Exports of communications networking equipment from Taiwan have increased by 150% since the first half of 2018. “With US-China relations likely to remain strained over the years ahead, this trend is likely to continue,” Leather said.
Taiwanese bicycle builder Giant Manufacturing was among the first to bring production back to Taiwan as the tariffs took effect. Giant moved bicycle and e-bike production from the Shanghai area back to its central Taiwan plant in the final quarter of 2018 when the trade dispute began and invested an unspecified amount in local personnel and equipment, Giant’s senior global marketing executive Irene Chen said.
China and the United States dialled back the trade dispute in August with a commitment to work towards a phase-one deal. The easing dispute may have “reduced the urgency” for mainland China-based Taiwanese companies to invest in Taiwan, Ma said.
RESET RELATIONS
It’s not clear whether US President Joe Biden will undo tariffs that Trump’s government created, but analysts expect no new punitive measures early in his term as the two superpowers show signs of trying to reset relations that are also dogged by geopolitical issues.

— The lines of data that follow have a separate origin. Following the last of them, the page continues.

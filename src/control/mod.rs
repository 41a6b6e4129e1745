//! Outgoing half of the wire protocol

pub mod protocol;

pub use protocol::{ControlResponse, OutgoingMessage, PermissionDecision};
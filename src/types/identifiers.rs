//! Newtype wrappers for type safety
//!
//! This module contains newtype wrappers that keep the various protocol
//! identifiers (remote session ids, control request ids, tool-use ids and
//! tool names) from being mixed up.

use std::fmt;

use serde::{Deserialize, Serialize};

// ============================================================================
// Newtype Wrappers for Type Safety
// ============================================================================

/// Remote session ID issued by the agent in its `system/init` message
///
/// Replayed with `--resume` on every later turn.
#[derive(Debug, Clone, PartialEq, Eq, Hash, Serialize, Deserialize)]
#[serde(transparent)]
pub struct SessionId(String);

impl SessionId {
    /// Create a new session ID
    pub fn new(id: impl Into<String>) -> Self {
        Self(id.into())
    }

    /// Get the session ID as a string slice
    #[must_use]
    pub fn as_str(&self) -> &str {
        &self.0
    }
}

impl fmt::Display for SessionId {
    fn fmt(&self, f: &mut fmt::Formatter<'_>) -> fmt::Result {
        f.write_str(&self.0)
    }
}

impl From<String> for SessionId {
    fn from(s: String) -> Self {
        Self(s)
    }
}

impl From<&str> for SessionId {
    fn from(s: &str) -> Self {
        Self(s.to_string())
    }
}

/// Tool name newtype
#[derive(Debug, Clone, PartialEq, Eq, Hash, Serialize, Deserialize)]
#[serde(transparent)]
pub struct ToolName(String);

impl ToolName {
    /// Create a new tool name
    pub fn new(name: impl Into<String>) -> Self {
        Self(name.into())
    }

    /// Get the tool name as a string slice
    #[must_use]
    pub fn as_str(&self) -> &str {
        &self.0
    }
}

impl fmt::Display for ToolName {
    fn fmt(&self, f: &mut fmt::Formatter<'_>) -> fmt::Result {
        f.write_str(&self.0)
    }
}

impl From<String> for ToolName {
    fn from(s: String) -> Self {
        Self(s)
    }
}

impl From<&str> for ToolName {
    fn from(s: &str) -> Self {
        Self(s.to_string())
    }
}

/// Control request ID, echoed back in the matching `control_response`
#[derive(Debug, Clone, PartialEq, Eq, Hash, Serialize, Deserialize)]
#[serde(transparent)]
pub struct RequestId(String);

impl RequestId {
    /// Create a new request ID
    pub fn new(id: impl Into<String>) -> Self {
        Self(id.into())
    }

    /// Get the request ID as a string slice
    #[must_use]
    pub fn as_str(&self) -> &str {
        &self.0
    }
}

impl fmt::Display for RequestId {
    fn fmt(&self, f: &mut fmt::Formatter<'_>) -> fmt::Result {
        f.write_str(&self.0)
    }
}

impl From<String> for RequestId {
    fn from(s: String) -> Self {
        Self(s)
    }
}

impl From<&str> for RequestId {
    fn from(s: &str) -> Self {
        Self(s.to_string())
    }
}

/// Tool-use correlation ID (`toolu_...`)
#[derive(Debug, Clone, PartialEq, Eq, Hash, Serialize, Deserialize)]
#[serde(transparent)]
pub struct ToolUseId(String);

impl ToolUseId {
    /// Create a new tool-use ID
    pub fn new(id: impl Into<String>) -> Self {
        Self(id.into())
    }

    /// Get the tool-use ID as a string slice
    #[must_use]
    pub fn as_str(&self) -> &str {
        &self.0
    }
}

impl From<String> for ToolUseId {
    fn from(s: String) -> Self {
        Self(s)
    }
}

impl From<&str> for ToolUseId {
    fn from(s: &str) -> Self {
        Self(s.to_string())
    }
}
//! CLI command building logic for subprocess transport

use std::ffi::OsString;
use std::path::Path;
use std::process::Stdio;

use tokio::process::Command;

use crate::session::turn::TurnPlan;
use crate::types::options::SessionOptions;

use super::config::NESTED_SESSION_ENV_VARS;

/// Command builder for one turn of the Claude CLI
pub struct CommandBuilder<'a> {
    plan: &'a TurnPlan,
    options: &'a SessionOptions,
}

impl<'a> CommandBuilder<'a> {
    /// Create a new command builder
    #[must_use]
    pub const fn new(plan: &'a TurnPlan, options: &'a SessionOptions) -> Self {
        Self { plan, options }
    }

    /// Full argument vector for the turn
    #[must_use]
    pub fn args(&self) -> Vec<OsString> {
        let mut args: Vec<OsString> = Vec::new();

        // Structured streaming in both directions, permission prompts over stdio
        for arg in [
            "--print",
            "--output-format",
            "stream-json",
            "--input-format",
            "stream-json",
            "--verbose",
            "--include-partial-messages",
            "--permission-prompt-tool",
            "stdio",
        ] {
            args.push(arg.into());
        }

        self.add_configuration_args(&mut args);
        self.add_session_args(&mut args);

        args
    }

    /// Build the complete CLI command with arguments, environment, and stdio
    #[must_use]
    pub fn build(&self, cli_path: &Path) -> Command {
        let mut cmd = Command::new(cli_path);
        cmd.args(self.args());

        for key in NESTED_SESSION_ENV_VARS {
            cmd.env_remove(key);
        }
        for (key, value) in &self.options.env {
            if NESTED_SESSION_ENV_VARS.contains(&key.as_str()) {
                log::warn!("Ignoring nested-session variable {key} in session env");
                continue;
            }
            cmd.env(key, value);
        }

        if let Some(ref cwd) = self.options.cwd {
            cmd.current_dir(cwd);
        }

        // Pipe stderr so the child never touches the parent terminal
        cmd.stdin(Stdio::piped())
            .stdout(Stdio::piped())
            .stderr(Stdio::piped())
            .kill_on_drop(true);

        // Own process group so the whole tree can be killed at once
        #[cfg(unix)]
        cmd.process_group(0);

        cmd
    }

    /// Add configuration arguments (model, prompt, tools, directories)
    fn add_configuration_args(&self, args: &mut Vec<OsString>) {
        if let Some(ref model) = self.options.model {
            args.push("--model".into());
            args.push(model.into());
        }

        if let Some(ref append) = self.options.append_system_prompt {
            args.push("--append-system-prompt".into());
            args.push(append.into());
        }

        if !self.options.allowed_tools.is_empty() {
            let tools: Vec<&str> = self
                .options
                .allowed_tools
                .iter()
                .map(|t| t.as_str())
                .collect();
            args.push("--allowedTools".into());
            args.push(tools.join(",").into());
        }

        if !self.options.disallowed_tools.is_empty() {
            let tools: Vec<&str> = self
                .options
                .disallowed_tools
                .iter()
                .map(|t| t.as_str())
                .collect();
            args.push("--disallowedTools".into());
            args.push(tools.join(",").into());
        }

        for dir in &self.options.add_dirs {
            args.push("--add-dir".into());
            args.push(dir.into());
        }
    }

    /// Add session-related arguments (resume, permission bypass)
    fn add_session_args(&self, args: &mut Vec<OsString>) {
        if let Some(ref session_id) = self.plan.resume {
            args.push("--resume".into());
            args.push(session_id.as_str().into());
        }

        if self.plan.dangerous {
            args.push("--dangerously-skip-permissions".into());
        }
    }
}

Mainland China remains cheaper overall for factory investors compared to Taiwan, Lin said. It represents at the same time a significantly larger consumer market than Taiwan, meaning investors can take what they make there and sell it without the overseas shipping costs.
A spokesperson for Taiwan-based Acer, the world’s fifth largest PC vendor by market share, said in late January it was “committed to the China market” and cited “business as usual” there.
Less expensive than both Taiwan and mainland China, Vietnam stands to keep drawing Taiwanese investors after luring some 3,000 over the past 15 years. The most obvious one, contract assembler Foxconn Technology, plans to build a $270 million tablet and PC plant in northern Vietnam, the country’s government said in January.
BORDER CONTROLS
Vietnamese factories are producing ever higher-value exports, a source of economic growth around 6% every year from 2012 through 2019. Like Taiwan, Vietnam has kept Covid-19 at bay through border controls and strict quarantine rules.
Lee Wang-chung, general-director of Taiwanese-owned auto parts maker Elma Vietnam Industrial Co, stayed put in an industrial zone near Ho Chi Minh City throughout 2020 as orders picked up in October. Elma saves costs by being outside Taiwan, and Lee said it gained an edge over Taiwanese competitors by locating 20 years ago in Vietnam rather than in China.
“We have to invest more machinery for 2021 projects, so we expect our business will be better than 2019,” Lee said. In Vietnam, he said, “we also can see the business trend increase for the next three years, so we don’t have any plan to move our capital back to Taiwan.”